Trust logic is one aspect of Attachment Manager we haven’t yet discussed. Attachment Manager can assess risk for file attachments by file type and also by the application that is attempting to open a file attachment. The default preference is given to the application attempting to open a file attachment, which means a trusted application, such as Word.exe, might be able to open a file attachment that an untrusted application, such as Malware.exe, cannot. You can configure trust logic in two other ways as well. If you want Attachment Manager to look only at the file type, you can determine risk by preferring the file type. If you want Attachment Manager to look at both the application and the file type, you can determine risk by looking at the file handler and the file type. In this configuration, Windows uses the more restrictive of the two conditions, making this the most restrictive (and most secure) option.
To configure Attachment Manager policies, follow these steps:
Access the Group Policy object (GPO) you want to work with. Access User ConfigurationAdministrative TemplatesWindows ComponentsAttachment Manager.

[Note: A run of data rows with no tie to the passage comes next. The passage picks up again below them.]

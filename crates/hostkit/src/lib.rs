//! # hostkit
//!
//! Linux host backends for the `declarative` step runner.
//!
//! This crate provides:
//! - Platform family detection from os-release
//! - Package installation through apt-get, dnf, yum, zypper, or pacman
//! - Service control through systemctl
//! - A filesystem rooted at a configurable directory, so runs can target a
//!   staging tree
//!
//! ## Example
//!
//! ```no_run
//! use hostkit::{LocalFs, PlatformFamily, SystemHost};
//! use declarative::memory::MemoryTemplates;
//!
//! let family = PlatformFamily::detect().expect("unsupported host");
//! let system = SystemHost::new(family, LocalFs::default());
//! let host = system.host(&MemoryTemplates);
//! ```
//!
//! Failures from the package tools are categorized (see [`ErrorCategory`])
//! so the operator gets actionable advice instead of raw stderr.

#![warn(clippy::all)]

pub mod backend;
pub mod error;
pub mod fs;
pub mod platform;

pub use backend::packages::{PackageTool, SystemPackages};
pub use backend::staged::Staged;
pub use backend::systemd::Systemd;
pub use error::{Error, ErrorCategory, Result};
pub use fs::LocalFs;
pub use platform::PlatformFamily;

use declarative::{Host, TemplateRenderer};

enum Backends {
    Live {
        packages: SystemPackages,
        services: Systemd,
    },
    Staged(Staged<SystemPackages, Systemd>),
}

/// The live host: distribution packages, systemd, and a local filesystem.
///
/// When the filesystem is rooted anywhere but `/`, package and service
/// changes are recorded instead of run (see [`Staged`]).
pub struct SystemHost {
    backends: Backends,
    /// Filesystem backend
    pub files: LocalFs,
}

impl SystemHost {
    /// Create backends for a platform family over the given filesystem.
    pub fn new(family: PlatformFamily, files: LocalFs) -> Self {
        let packages = SystemPackages::for_platform(family);
        let services = Systemd::new();
        let backends = if files.is_staged() {
            Backends::Staged(Staged::new(packages, services))
        } else {
            Backends::Live { packages, services }
        };
        Self { backends, files }
    }

    pub fn is_staged(&self) -> bool {
        matches!(self.backends, Backends::Staged(_))
    }

    /// Package and service operations skipped because the run is staged
    pub fn skipped(&self) -> Vec<String> {
        match &self.backends {
            Backends::Live { .. } => Vec::new(),
            Backends::Staged(staged) => staged.skipped(),
        }
    }

    /// Borrow the backends as a [`Host`], rendering with `templates`.
    pub fn host<'a>(&'a self, templates: &'a dyn TemplateRenderer) -> Host<'a> {
        match &self.backends {
            Backends::Live { packages, services } => {
                Host::new(packages, services, &self.files, templates)
            }
            Backends::Staged(staged) => Host::new(staged, staged, &self.files, templates),
        }
    }
}

#[cfg(test)]
mod tests {
    use super::*;
    use declarative::memory::MemoryTemplates;
    use declarative::{Action, ExecuteOptions, ExecutionPlan, FileSystem, execute_simple};
    use std::path::Path;

    #[test]
    fn test_root_filesystem_uses_live_backends() {
        let system = SystemHost::new(PlatformFamily::Debian, LocalFs::default());
        assert!(!system.is_staged());
        assert!(system.skipped().is_empty());
    }

    #[test]
    fn test_staging_root_never_runs_package_or_service_commands() {
        let temp = tempfile::tempdir().unwrap();
        let system = SystemHost::new(PlatformFamily::Debian, LocalFs::new(temp.path()));
        assert!(system.is_staged());

        let mut plan = ExecutionPlan::new();
        plan.push_action(Action::ReloadService {
            name: "nagios-nginx-staging-test".into(),
        });
        plan.push_action(Action::DeleteFile {
            path: "/etc/nginx/conf.d/default.conf".into(),
        });
        let summary = execute_simple(
            &plan,
            system.host(&MemoryTemplates),
            &ExecuteOptions::default(),
        )
        .unwrap();

        assert_eq!(summary.modified, 1);
        assert_eq!(system.skipped(), vec!["reload nagios-nginx-staging-test"]);
        assert!(!system.files.exists(Path::new("/etc/nginx/conf.d/default.conf")));
    }
}
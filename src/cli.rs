use clap::{Parser, Subcommand};
use clap_complete::Shell;
use hostkit::PlatformFamily;
use std::path::PathBuf;

#[derive(Parser)]
#[command(name = "nagios-nginx")]
#[command(author = "Alberto Cavalcante")]
#[command(version)]
#[command(about = "Set up nginx as the web front end of a Nagios server", long_about = None)]
#[command(propagate_version = true)]
pub struct Cli {
    /// Verbosity level
    #[arg(short, long, action = clap::ArgAction::Count, global = true)]
    pub verbose: u8,

    /// Suppress non-essential output
    #[arg(short, long, global = true)]
    pub quiet: bool,

    /// Attributes file (.json or .toml) overlaid on the platform defaults
    #[arg(short, long, global = true, env = "NAGIOS_NGINX_ATTRIBUTES")]
    pub attributes: Option<String>,

    /// Platform family (debian, rhel, fedora, amazon, suse, arch); detected if omitted
    #[arg(short, long, global = true)]
    pub platform: Option<PlatformFamily>,

    #[command(subcommand)]
    pub command: Command,
}

#[derive(Subcommand)]
pub enum Command {
    /// Show the ordered steps, handlers and exports for this host
    Plan(PlanArgs),

    /// Converge the host
    Apply(ApplyArgs),

    /// Render the Nagios virtual host
    Render(RenderArgs),

    /// Validate attributes and the authentication method
    Check,

    /// Generate shell completions
    Completions {
        /// Shell to generate completions for
        #[arg(value_enum)]
        shell: Shell,
    },
}

#[derive(Parser)]
pub struct PlanArgs {
    /// Only show matching steps (e.g. services, file, service.nginx, sites)
    #[arg(short, long)]
    pub target: Option<String>,

    /// Print the plan as JSON
    #[arg(long)]
    pub json: bool,

    /// Filesystem root probed for the enabled vhost
    #[arg(long, default_value = "/")]
    pub root: PathBuf,
}

#[derive(Parser)]
pub struct ApplyArgs {
    /// Only apply matching steps (e.g. packages, sites, service.nginx)
    #[arg(short, long)]
    pub target: Option<String>,

    /// Show what would change without changing anything
    #[arg(short = 'n', long)]
    pub dry_run: bool,

    /// Skip the confirmation prompt
    #[arg(short, long)]
    pub yes: bool,

    /// Stage files under this directory; package and service steps are only recorded
    #[arg(long, default_value = "/")]
    pub root: PathBuf,

    /// Write a JSON run report to this file
    #[arg(long)]
    pub report: Option<PathBuf>,
}

#[derive(Parser)]
pub struct RenderArgs {
    /// Show a diff against the vhost currently on disk
    #[arg(short, long)]
    pub diff: bool,

    /// Filesystem root the current vhost is read from
    #[arg(long, default_value = "/")]
    pub root: PathBuf,
}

The default risk level is Moderate for file attachments received from restricted or Internet locations. With this risk level, users are prompted before they can download files from restricted or Internet locations. To set a different default risk level, double-click Default Risk Level For File Attachments. Select Enabled and then choose a risk level, such as High Risk, as shown in Figure 6-1. Click OK.
If you want to specifically define the types of files that are High Risk and override the default list, double-click Inclusion List For High Risk File Types. Select Enabled and then enter a semicolon-separated list of file extensions that should be treated as High Risk when file attachments are obtained from restricted or Internet locations (Figure 6-2). Click OK.
If you want to specifically define the types of files that are Moderate Risk and override the default list, double-click Inclusion List For Moderate Risk File Types. Select Enabled and then enter a semicolon-separated list of file extensions that should be treated as Moderate Risk when file attachments are obtained from restricted or Internet locations. Click OK.
If you want to specifically define the types of files that are Low Risk and override the default list, double-click Inclusion List For Low Risk File Types. Select Enabled and then enter a semicolon-separated list of file extensions that should be treated as Low Risk when file attachments are obtained from restricted or Internet locations. Click OK.
By default, Windows determines risk by preferring the file handler (the application attempting to open a file attachment). If you want to set a different trust logic, double-click Trust Logic For File Attachments. Select Enabled and then use the Determine Risk By list to set the trust logic, as shown in Figure 6-3. Click OK.
By default, Windows does not call registered antivirus programs before opening file attachments. Most antivirus programs can be configured to scan files automatically before they are opened. However, if the user disables or otherwise overrides this feature, the antivirus program won’t scan files before they are opened. To ensure that all registered antivirus programs are notified before a file attachment is opened, double-click Notify Antivirus Programs When Opening Attachments. Select Enabled and then click OK.